**Problem to solve**
In the entries below, find the line with "single-letter line tag." and the line with "Render this event". Reproduce those two lines and every line between them exactly, and nothing more.

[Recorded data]
_ _ _ _
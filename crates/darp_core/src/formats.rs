//! Parsers for the five file formats a scenario loads from: `.rnet`, `.edges`, `.gtree`
//! (opaque, not parsed here), `.instance`, and `Options` (TOML).
//!
//! Grounded in `original_source/src/base/file.cpp`'s `ReadNodes`/`ReadEdges`/
//! `ReadProblemInstance` free functions: positional, whitespace-delimited readers, not
//! `serde`-derived, since none of these formats are keyed records. `Options` is the one
//! format that does derive `serde::Deserialize` (see `options.rs`), loaded here from a
//! TOML config file the way a real deployment would hand the engine its run parameters.

use std::collections::BTreeMap;
use std::fs;
use std::path::Path;

use crate::error::{FormatError, FormatResult};
use crate::ids::{Meters, Tick};
use crate::options::Options;
use crate::trip::Point;

/// One row of a `.rnet` file: `edge_id, from, to, from_lng, from_lat, to_lng, to_lat`.
#[derive(Debug, Clone, Copy, PartialEq)]
pub struct RnetRow {
    pub edge_id: u32,
    pub from: u32,
    pub to: u32,
    pub from_point: Point,
    pub to_point: Point,
}

/// Read a `.rnet` file: one edge per line, no header.
pub fn read_rnet(path: impl AsRef<Path>) -> FormatResult<Vec<RnetRow>> {
    let text = read_to_string("rnet", path.as_ref())?;
    let mut rows = Vec::new();
    for (i, line) in text.lines().enumerate() {
        let line = line.trim();
        if line.is_empty() {
            continue;
        }
        let fields: Vec<&str> = line.split_whitespace().collect();
        if fields.len() != 7 {
            return Err(malformed("rnet", i, "expected 7 whitespace-delimited fields"));
        }
        let parse_u32 = |s: &str| parse::<u32>("rnet", i, s);
        let parse_f64 = |s: &str| parse::<f64>("rnet", i, s);
        rows.push(RnetRow {
            edge_id: parse_u32(fields[0])?,
            from: parse_u32(fields[1])?,
            to: parse_u32(fields[2])?,
            from_point: Point {
                lng: parse_f64(fields[3])?,
                lat: parse_f64(fields[4])?,
            },
            to_point: Point {
                lng: parse_f64(fields[5])?,
                lat: parse_f64(fields[6])?,
            },
        });
    }
    Ok(rows)
}

/// One row of an `.edges` file: `from, to, weight`, undirected, integer meters.
#[derive(Debug, Clone, Copy, PartialEq, Eq)]
pub struct EdgeRow {
    pub from: u32,
    pub to: u32,
    pub weight: Meters,
}

/// Read an `.edges` file: a header line (skipped), then `from to weight` per line.
pub fn read_edges(path: impl AsRef<Path>) -> FormatResult<Vec<EdgeRow>> {
    let text = read_to_string("edges", path.as_ref())?;
    let mut lines = text.lines();
    lines.next(); // header
    let mut rows = Vec::new();
    for (i, line) in lines.enumerate() {
        let line = line.trim();
        if line.is_empty() {
            continue;
        }
        let fields: Vec<&str> = line.split_whitespace().collect();
        if fields.len() != 3 {
            return Err(malformed("edges", i + 1, "expected `from to weight`"));
        }
        rows.push(EdgeRow {
            from: parse::<u32>("edges", i + 1, fields[0])?,
            to: parse::<u32>("edges", i + 1, fields[1])?,
            weight: parse::<Meters>("edges", i + 1, fields[2])?,
        });
    }
    Ok(rows)
}

/// One row of an `.instance` file: `id, origin, destination, load, early, late`.
/// Negative `load` marks a vehicle (capacity `|load|`); positive marks a customer.
/// Taxi-mode vehicles use `destination = -1`, `late = -1` as sentinels.
#[derive(Debug, Clone, Copy, PartialEq, Eq)]
pub struct InstanceRow {
    pub id: u32,
    pub origin: u32,
    /// `None` for the taxi-mode `-1` sentinel.
    pub destination: Option<u32>,
    pub load: i32,
    pub early: Tick,
    /// `None` for the taxi-mode `-1` sentinel.
    pub late: Option<Tick>,
}

/// A parsed problem instance: header metadata plus trips grouped by release time,
/// restoring the original's `ProblemInstance::trips: Map<SimTime, TripGroup>` grouping
/// so the engine can broadcast an entire batch of same-`early` releases at once.
#[derive(Debug, Clone, PartialEq)]
pub struct ProblemInstance {
    pub name: String,
    pub road_network_name: String,
    pub vehicle_count: usize,
    pub customer_count: usize,
    pub trips: BTreeMap<Tick, Vec<InstanceRow>>,
}

/// Read a `.instance` file: header `name road_network_name VEHICLES m CUSTOMERS n`,
/// a blank line, a column-header row, then one trip per line.
pub fn read_instance(path: impl AsRef<Path>) -> FormatResult<ProblemInstance> {
    let text = read_to_string("instance", path.as_ref())?;
    let mut lines = text.lines();

    let header = lines
        .next()
        .ok_or_else(|| malformed("instance", 0, "missing header line"))?;
    let fields: Vec<&str> = header.split_whitespace().collect();
    if fields.len() != 5 {
        return Err(malformed(
            "instance",
            0,
            "expected `name road_network_name VEHICLES <m> CUSTOMERS <n>`",
        ));
    }
    let name = fields[0].to_string();
    let road_network_name = fields[1].to_string();
    let vehicle_count = parse::<usize>("instance", 0, fields[2])?;
    let customer_count = parse::<usize>("instance", 0, fields[4])?;

    lines.next(); // blank line
    lines.next(); // column-header row

    let mut trips: BTreeMap<Tick, Vec<InstanceRow>> = BTreeMap::new();
    let mut count = 0usize;
    for (i, line) in lines.enumerate() {
        let line = line.trim();
        if line.is_empty() {
            continue;
        }
        let fields: Vec<&str> = line.split_whitespace().collect();
        if fields.len() != 6 {
            return Err(malformed(
                "instance",
                i + 2,
                "expected `id origin destination load early late`",
            ));
        }
        let destination: i64 = parse("instance", i + 2, fields[2])?;
        let late: i64 = parse("instance", i + 2, fields[5])?;
        let row = InstanceRow {
            id: parse("instance", i + 2, fields[0])?,
            origin: parse("instance", i + 2, fields[1])?,
            destination: if destination < 0 { None } else { Some(destination as u32) },
            load: parse("instance", i + 2, fields[3])?,
            early: parse("instance", i + 2, fields[4])?,
            late: if late < 0 { None } else { Some(late as Tick) },
        };
        trips.entry(row.early).or_default().push(row);
        count += 1;
    }

    if count != vehicle_count + customer_count {
        return Err(FormatError::Malformed {
            format: "instance",
            row: 0,
            reason: format!(
                "header declares {} vehicles + {} customers but {} trip rows were read",
                vehicle_count, customer_count, count
            ),
        });
    }

    Ok(ProblemInstance {
        name,
        road_network_name,
        vehicle_count,
        customer_count,
        trips,
    })
}

/// Load [`Options`] from a TOML config file.
pub fn read_options(path: impl AsRef<Path>) -> FormatResult<Options> {
    let text = read_to_string("options", path.as_ref())?;
    toml::from_str(&text).map_err(|e| FormatError::Malformed {
        format: "options",
        row: 0,
        reason: e.to_string(),
    })
}

fn read_to_string(format: &'static str, path: &Path) -> FormatResult<String> {
    fs::read_to_string(path).map_err(|source| FormatError::Io { format, source })
}

fn malformed(format: &'static str, row: usize, reason: &str) -> FormatError {
    FormatError::Malformed {
        format,
        row,
        reason: reason.to_string(),
    }
}

fn parse<T: std::str::FromStr>(format: &'static str, row: usize, field: &str) -> FormatResult<T> {
    field.parse().map_err(|_| {
        malformed(format, row, &format!("could not parse `{field}`"))
    })
}
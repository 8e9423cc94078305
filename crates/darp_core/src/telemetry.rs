//! Event log (`.dat`) and solution summary (`.sol`) writers.
//!
//! One function per output line kind, a small dispatcher module in the style of a
//! one-file-per-export-kind telemetry split — here there's no Arrow/Parquet schema to
//! build since the target format is a flat, whitespace-delimited text line, so each
//! writer is a plain buffered-`Write` function rather than a record-batch builder.

use std::io::{self, Write};

use crate::ids::{CustId, NodeId, Tick, VehlId};

/// One line of the event log. Each variant corresponds to a single-letter line tag.
#[derive(Debug, Clone, PartialEq, Eq)]
pub enum Event {
    /// `<t> R <vid> <node> <node> …` — new route committed.
    RouteCommitted { vehicle: VehlId, nodes: Vec<NodeId> },
    /// `<t> V <vid> <node> [<vid> <node> …]` — vehicle positions at time t.
    Positions { positions: Vec<(VehlId, NodeId)> },
    /// `<t> M <vid> [<cid>|−<cid> …]` — match/unmatch committed (negative = remove).
    MatchCommitted {
        vehicle: VehlId,
        added: Vec<CustId>,
        removed: Vec<CustId>,
    },
    /// `<t> P <cid> …` — pickup events.
    Pickups(Vec<CustId>),
    /// `<t> D <cid> …` — dropoff events.
    Dropoffs(Vec<CustId>),
    /// `<t> A <vid> …` — vehicle arrival events.
    Arrivals(Vec<VehlId>),
    /// `<t> T <cid> …` — customer timeout events.
    Timeouts(Vec<CustId>),
}

impl Event {
    /// Render this event as one `.dat` line, without the leading `<t>` (the caller
    /// supplies that via [`EventLog::record`], since the tick is shared context, not
    /// part of the event itself).
    fn render(&self) -> String {
        match self {
            Event::RouteCommitted { vehicle, nodes } => {
                let nodes = nodes.iter().map(|n| n.to_string()).collect::<Vec<_>>().join(" ");
                format!("R {vehicle} {nodes}")
            }
            Event::Positions { positions } => {
                let body = positions
                    .iter()
                    .map(|(v, n)| format!("{v} {n}"))
                    .collect::<Vec<_>>()
                    .join(" ");
                format!("V {body}")
            }
            Event::MatchCommitted { vehicle, added, removed } => {
                let mut parts = vec![vehicle.to_string()];
                parts.extend(added.iter().map(|c| c.to_string()));
                parts.extend(removed.iter().map(|c| format!("-{c}")));
                format!("M {}", parts.join(" "))
            }
            Event::Pickups(ids) => format!("P {}", join(ids)),
            Event::Dropoffs(ids) => format!("D {}", join(ids)),
            Event::Arrivals(ids) => format!("A {}", join(ids)),
            Event::Timeouts(ids) => format!("T {}", join(ids)),
        }
    }
}

fn join<T: std::fmt::Display>(ids: &[T]) -> String {
    ids.iter().map(|id| id.to_string()).collect::<Vec<_>>().join(" ")
}

/// A buffered `.dat` event log writer. Boxes its writer (rather than taking `W:
/// Write` as a type parameter) so an [`Engine`](crate::engine::Engine) and
/// [`Harness`](crate::harness::Harness) sharing one log across two threads can both
/// hold an `Arc<Mutex<EventLog>>` without infecting their own type signatures with a
/// writer generic.
pub struct EventLog {
    writer: io::BufWriter<Box<dyn Write + Send>>,
}

impl EventLog {
    pub fn new(writer: impl Write + Send + 'static) -> Self {
        Self {
            writer: io::BufWriter::new(Box::new(writer)),
        }
    }

    /// Append one event at tick `now`, as `<t> <tag> ...`.
    pub fn record(&mut self, now: Tick, event: &Event) -> io::Result<()> {
        writeln!(self.writer, "{now} {}", event.render())
    }

    pub fn flush(&mut self) -> io::Result<()> {
        self.writer.flush()
    }
}

/// One-line solution summary (`.sol`): problem name, road, counts, base cost, solution
/// cost, match counts, average pickup delay, average trip delay.
#[derive(Debug, Clone, PartialEq)]
pub struct SolutionSummary {
    pub problem_name: String,
    pub road_network_name: String,
    pub vehicle_count: usize,
    pub customer_count: usize,
    pub base_cost: crate::ids::Meters,
    pub solution_cost: crate::ids::Meters,
    pub matched_count: usize,
    pub canceled_count: usize,
    pub average_pickup_delay: f64,
    pub average_trip_delay: f64,
}

impl SolutionSummary {
    pub fn write_to(&self, mut writer: impl Write) -> io::Result<()> {
        writeln!(
            writer,
            "{} {} {} {} {} {} {} {} {:.3} {:.3}",
            self.problem_name,
            self.road_network_name,
            self.vehicle_count,
            self.customer_count,
            self.base_cost,
            self.solution_cost,
            self.matched_count,
            self.canceled_count,
            self.average_pickup_delay,
            self.average_trip_delay,
        )
    }
}

#[cfg(test)]
mod tests {
    use super::*;
    use std::sync::{Arc, Mutex};

    #[derive(Clone)]
    struct SharedBuf(Arc<Mutex<Vec<u8>>>);

    impl Write for SharedBuf {
        fn write(&mut self, buf: &[u8]) -> io::Result<usize> {
            self.0.lock().unwrap().write(buf)
        }
        fn flush(&mut self) -> io::Result<()> {
            Ok(())
        }
    }

    #[test]
    fn renders_match_line_with_removals_as_negative() {
        let event = Event::MatchCommitted {
            vehicle: VehlId(1),
            added: vec![CustId(3)],
            removed: vec![CustId(2)],
        };
        assert_eq!(event.render(), "M 1 3 -2");
    }

    #[test]
    fn event_log_writes_tagged_lines() {
        let shared = Arc::new(Mutex::new(Vec::new()));
        let mut log = EventLog::new(SharedBuf(shared.clone()));
        log.record(10, &Event::Pickups(vec![CustId(1), CustId(2)])).unwrap();
        log.record(30, &Event::Dropoffs(vec![CustId(1)])).unwrap();
        log.flush().unwrap();
        let text = String::from_utf8(shared.lock().unwrap().clone()).unwrap();
        assert_eq!(text, "10 P 1 2\n30 D 1\n");
    }

    #[test]
    fn timeout_line_matches_scenario_e_shape() {
        let event = Event::Timeouts(vec![CustId(1)]);
        assert_eq!(event.render(), "T 1");
    }

    #[test]
    fn solution_summary_is_one_line() {
        let summary = SolutionSummary {
            problem_name: "prob".into(),
            road_network_name: "roadA".into(),
            vehicle_count: 1,
            customer_count: 1,
            base_cost: 400,
            solution_cost: 400,
            matched_count: 1,
            canceled_count: 0,
            average_pickup_delay: 0.0,
            average_trip_delay: 0.0,
        };
        let mut buf = Vec::new();
        summary.write_to(&mut buf).unwrap();
        assert_eq!(String::from_utf8(buf).unwrap(), "prob roadA 1 1 400 400 1 0 0.000 0.000\n");
    }
}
_ _ _ _
**Result**
/// One line of the event log. Each variant corresponds to a single-letter line tag.
#[derive(Debug, Clone, PartialEq, Eq)]
pub enum Event {
    /// `<t> R <vid> <node> <node> …` — new route committed.
    RouteCommitted { vehicle: VehlId, nodes: Vec<NodeId> },
    /// `<t> V <vid> <node> [<vid> <node> …]` — vehicle positions at time t.
    Positions { positions: Vec<(VehlId, NodeId)> },
    /// `<t> M <vid> [<cid>|−<cid> …]` — match/unmatch committed (negative = remove).
    MatchCommitted {
        vehicle: VehlId,
        added: Vec<CustId>,
        removed: Vec<CustId>,
    },
    /// `<t> P <cid> …` — pickup events.
    Pickups(Vec<CustId>),
    /// `<t> D <cid> …` — dropoff events.
    Dropoffs(Vec<CustId>),
    /// `<t> A <vid> …` — vehicle arrival events.
    Arrivals(Vec<VehlId>),
    /// `<t> T <cid> …` — customer timeout events.
    Timeouts(Vec<CustId>),
}

impl Event {
    /// Render this event as one `.dat` line, without the leading `<t>` (the caller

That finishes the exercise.